### Task details:
Count every line below that contains "engine", then state the total with no other output.

### Dataset entries:

// SPDX-License-Identifier: MIT OR Apache-2.0
//! End-to-end evaluation behaviour of the graph engine.

use parking_lot::Mutex;
use plexus_graph::nodes::{add_switch_input, ArithmeticOp};
use plexus_graph::{Context, Graph, GraphError, GraphEvent, PlugId, PlugState, PlugValue, ValueHandle};
use std::sync::Arc;

/// `b.sum = a.sum + 1` with `a.sum = a.op1`
fn increment_graph() -> (Graph, PlugId, PlugId) {
    let mut graph = Graph::new("increment");
    let a = graph.create_node("Add", "a").unwrap();
    let b = graph.create_node("Add", "b").unwrap();
    let a_op1 = graph.plug_by_path(a, "op1").unwrap();
    let a_sum = graph.plug_by_path(a, "sum").unwrap();
    graph.set_value(a_op1, 5).unwrap();
    graph.set_input(graph.plug_by_path(b, "op1").unwrap(), Some(a_sum)).unwrap();
    graph.set_value(graph.plug_by_path(b, "op2").unwrap(), 1).unwrap();
    let b_sum = graph.plug_by_path(b, "sum").unwrap();
    (graph, a_op1, b_sum)
}

#[test]
fn test_increment_scenario() {
    let (mut graph, a, b) = increment_graph();
    let ctx = Context::default();

    assert_eq!(graph.get_value(b, &ctx).unwrap(), PlugValue::Int(6));
    let before = graph.hash(b, &ctx).unwrap();

    graph.set_value(a, 10).unwrap();
    assert_eq!(graph.plug_state(b), Ok(PlugState::Dirty));

    assert_eq!(graph.get_value(b, &ctx).unwrap(), PlugValue::Int(11));
    assert_ne!(graph.hash(b, &ctx).unwrap(), before);
    assert_eq!(graph.plug_state(b), Ok(PlugState::Clean));
}

#[test]
fn test_reads_are_deterministic() {
    let (graph, _, b) = increment_graph();
    let ctx = Context::at_frame(12.0);

    let first = graph.get_value(b, &ctx).unwrap();
    let second = graph.get_value(b, &ctx).unwrap();
    assert_eq!(first, second);
    assert!(ValueHandle::ptr_eq(&first, &second));
    assert_eq!(graph.hash(b, &ctx).unwrap(), graph.hash(b, &ctx).unwrap());
}

#[test]
fn test_dirty_closure() {
    let (mut graph, a, b) = increment_graph();
    let unrelated = graph.create_node("Add", "unrelated").unwrap();
    let unrelated_sum = graph.plug_by_path(unrelated, "sum").unwrap();
    let ctx = Context::default();
    graph.get_value(b, &ctx).unwrap();
    graph.get_value(unrelated_sum, &ctx).unwrap();

    let dirtied = Arc::new(Mutex::new(Vec::new()));
    let sink = Arc::clone(&dirtied);
    graph.subscribe(move |event| {
        if let GraphEvent::PlugDirtied(plug) = event {
            sink.lock().push(*plug);
        }
    });

    graph.set_value(a, 2).unwrap();
    let dirtied = dirtied.lock().clone();
    assert!(dirtied.contains(&a));
    assert!(dirtied.contains(&b));
    assert!(!dirtied.contains(&unrelated_sum));
    assert_eq!(graph.plug_state(unrelated_sum), Ok(PlugState::Clean));

    let mut unique = dirtied.clone();
    unique.sort();
    unique.dedup();
    assert_eq!(unique.len(), dirtied.len());
}

#[test]
fn test_fingerprints_separate_values() {
    let mut graph = Graph::new("separate");
    let first = graph.create_node("Add", "first").unwrap();
    let second = graph.create_node("Add", "second").unwrap();
    graph.set_value(graph.plug_by_path(first, "op1").unwrap(), 1).unwrap();
    graph.set_value(graph.plug_by_path(second, "op1").unwrap(), 2).unwrap();
    let first_sum = graph.plug_by_path(first, "sum").unwrap();
    let second_sum = graph.plug_by_path(second, "sum").unwrap();
    let ctx = Context::default();

    graph.get_value(first_sum, &ctx).unwrap();
    graph.get_value(second_sum, &ctx).unwrap();
    let f1 = graph.hash(first_sum, &ctx).unwrap();
    let f2 = graph.hash(second_sum, &ctx).unwrap();
    assert_ne!(f1, f2);

    let cache = graph.engine().value_cache();
    assert_eq!(cache.get(f1).unwrap(), PlugValue::Int(1));
    assert_eq!(cache.get(f2).unwrap(), PlugValue::Int(2));
}

#[test]
fn test_connection_errors() {
    let mut graph = Graph::new("errors");
    let add = graph.create_node("Add", "add").unwrap();
    let vars = graph.create_node("ContextVariables", "vars").unwrap();
    let sum = graph.plug_by_path(add, "sum").unwrap();
    let variable = graph.plug_by_path(vars, "variable").unwrap();

    let result = graph.set_input(variable, Some(sum));
    assert!(matches!(result, Err(GraphError::TypeMismatch { .. })));

    let result = graph.set_value(sum, 3);
    assert!(matches!(result, Err(GraphError::PermissionDenied { .. })));

    let op1 = graph.plug_by_path(add, "op1").unwrap();
    let other = graph.create_node("Add", "other").unwrap();
    graph.set_input(op1, Some(graph.plug_by_path(other, "sum").unwrap())).unwrap();
    assert!(matches!(graph.set_value(op1, 1), Err(GraphError::PermissionDenied { .. })));
}

#[test]
fn test_replacing_input_dirties_downstream() {
    let (mut graph, _, b) = increment_graph();
    let ctx = Context::default();
    assert_eq!(graph.get_value(b, &ctx).unwrap(), PlugValue::Int(6));

    let c = graph.create_node("Add", "c").unwrap();
    graph.set_value(graph.plug_by_path(c, "op1").unwrap(), 40).unwrap();
    let b_node = graph.node_by_name("b").unwrap();
    let b_op1 = graph.plug_by_path(b_node, "op1").unwrap();
    graph.set_input(b_op1, Some(graph.plug_by_path(c, "sum").unwrap())).unwrap();

    assert_eq!(graph.plug_state(b), Ok(PlugState::Dirty));
    assert_eq!(graph.get_value(b, &ctx).unwrap(), PlugValue::Int(41));
}

#[test]
fn test_removing_node_severs_and_dirties() {
    let (mut graph, _, b) = increment_graph();
    let ctx = Context::default();
    graph.get_value(b, &ctx).unwrap();

    let a = graph.node_by_name("a").unwrap();
    graph.remove_node(a).unwrap();
    let b_node = graph.node_by_name("b").unwrap();
    let b_op1 = graph.plug_by_path(b_node, "op1").unwrap();

    assert_eq!(graph.input(b_op1), None);
    assert_eq!(graph.plug_state(b), Ok(PlugState::Dirty));
    assert_eq!(graph.get_value(b, &ctx).unwrap(), PlugValue::Int(1));
}

#[test]
fn test_computed_switch_index() {
    let mut graph = Graph::new("switch");
    let switch = graph.create_node("Switch", "switch").unwrap();
    add_switch_input(&mut graph, switch).unwrap();
    for (i, value) in [1.5, 2.5, 3.5].into_iter().enumerate() {
        let plug = graph.plug_by_path(switch, &format!("in.in{i}")).unwrap();
        graph.set_value(plug, value).unwrap();
    }

    let selector = graph.create_node("Add", "selector").unwrap();
    graph.set_value(graph.plug_by_path(selector, "op1").unwrap(), 1).unwrap();
    graph.set_value(graph.plug_by_path(selector, "op2").unwrap(), 1).unwrap();
    let index = graph.plug_by_path(switch, "index").unwrap();
    graph.set_input(index, Some(graph.plug_by_path(selector, "sum").unwrap())).unwrap();

    let out = graph.plug_by_path(switch, "out").unwrap();
    assert_eq!(graph.get_value(out, &Context::default()).unwrap(), PlugValue::Float(3.5));
}

#[test]
fn test_time_warp_feeds_compute() {
    let mut graph = Graph::new("warp");
    let warp = graph.create_node("TimeWarp", "warp").unwrap();
    let arith = graph.create_node("Arithmetic", "scale").unwrap();
    graph.set_value(graph.plug_by_path(warp, "offset").unwrap(), 10.0).unwrap();
    graph
        .set_value(graph.plug_by_path(arith, "operation").unwrap(), ArithmeticOp::Multiply.index())
        .unwrap();
    graph.set_value(graph.plug_by_path(arith, "a").unwrap(), 3.0).unwrap();
    graph.set_value(graph.plug_by_path(arith, "b").unwrap(), 2.0).unwrap();
    graph
        .set_input(graph.plug_by_path(warp, "in").unwrap(), Some(graph.plug_by_path(arith, "out").unwrap()))
        .unwrap();

    let out = graph.plug_by_path(warp, "out").unwrap();
    let ctx = Context::at_frame(1.0);
    assert_eq!(graph.get_value(out, &ctx).unwrap(), PlugValue::Float(6.0));
    let (_, source_context) = graph.resolve_source(out, &ctx).unwrap();
    assert_eq!(source_context.frame(), 11.0);
}

#[test]
fn test_sweep_keeps_held_values() {
    let (graph, _, b) = increment_graph();
    let ctx = Context::default();
    let held = graph.get_value(b, &ctx).unwrap();
    assert!(held.is_cached());

    let engine = graph.engine();
    let cached = engine.value_cache().len();
    assert_eq!(cached, 2);

    assert_eq!(engine.sweep(), 1);
    assert_eq!(engine.value_cache().len(), 1);

    drop(held);
    assert_eq!(engine.sweep(), 1);
    assert!(engine.value_cache().is_empty());

    // Values are recomputed on demand after a sweep
    assert_eq!(graph.get_value(b, &ctx).unwrap(), PlugValue::Int(6));
}

#[test]
fn test_compute_failure_not_cached() {
    let mut graph = Graph::new("failure");
    let div = graph.create_node("Arithmetic", "div").unwrap();
    graph
        .set_value(graph.plug_by_path(div, "operation").unwrap(), ArithmeticOp::Divide.index())
        .unwrap();
    let out = graph.plug_by_path(div, "out").unwrap();
    let ctx = Context::default();

    let error = graph.get_value(out, &ctx).unwrap_err();
    assert!(matches!(error, GraphError::ComputeFailure { .. }));
    assert!(graph.engine().value_cache().is_empty());

    let b = graph.plug_by_path(div, "b").unwrap();
    graph.set_value(b, 4.0).unwrap();
    graph.set_value(graph.plug_by_path(div, "a").unwrap(), 2.0).unwrap();
    assert_eq!(graph.get_value(out, &ctx).unwrap(), PlugValue::Float(0.5));
}

#[test]
fn test_undo_restores_values_and_connections() {
    let (mut graph, a, b) = increment_graph();
    let ctx = Context::default();
    let b_node = graph.node_by_name("b").unwrap();
    let b_op1 = graph.plug_by_path(b_node, "op1").unwrap();

    graph
        .undoable("Rewire", |graph| {
            graph.set_value(a, 20)?;
            graph.set_input(b_op1, None)?;
            graph.set_value(b_op1, 100)
        })
        .unwrap();
    assert_eq!(graph.get_value(b, &ctx).unwrap(), PlugValue::Int(101));

    graph.undo().unwrap();
    assert_eq!(graph.get_value(b, &ctx).unwrap(), PlugValue::Int(6));
    assert!(graph.input(b_op1).is_some());

    graph.redo().unwrap();
    assert_eq!(graph.get_value(b, &ctx).unwrap(), PlugValue::Int(101));
}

### Task output:
9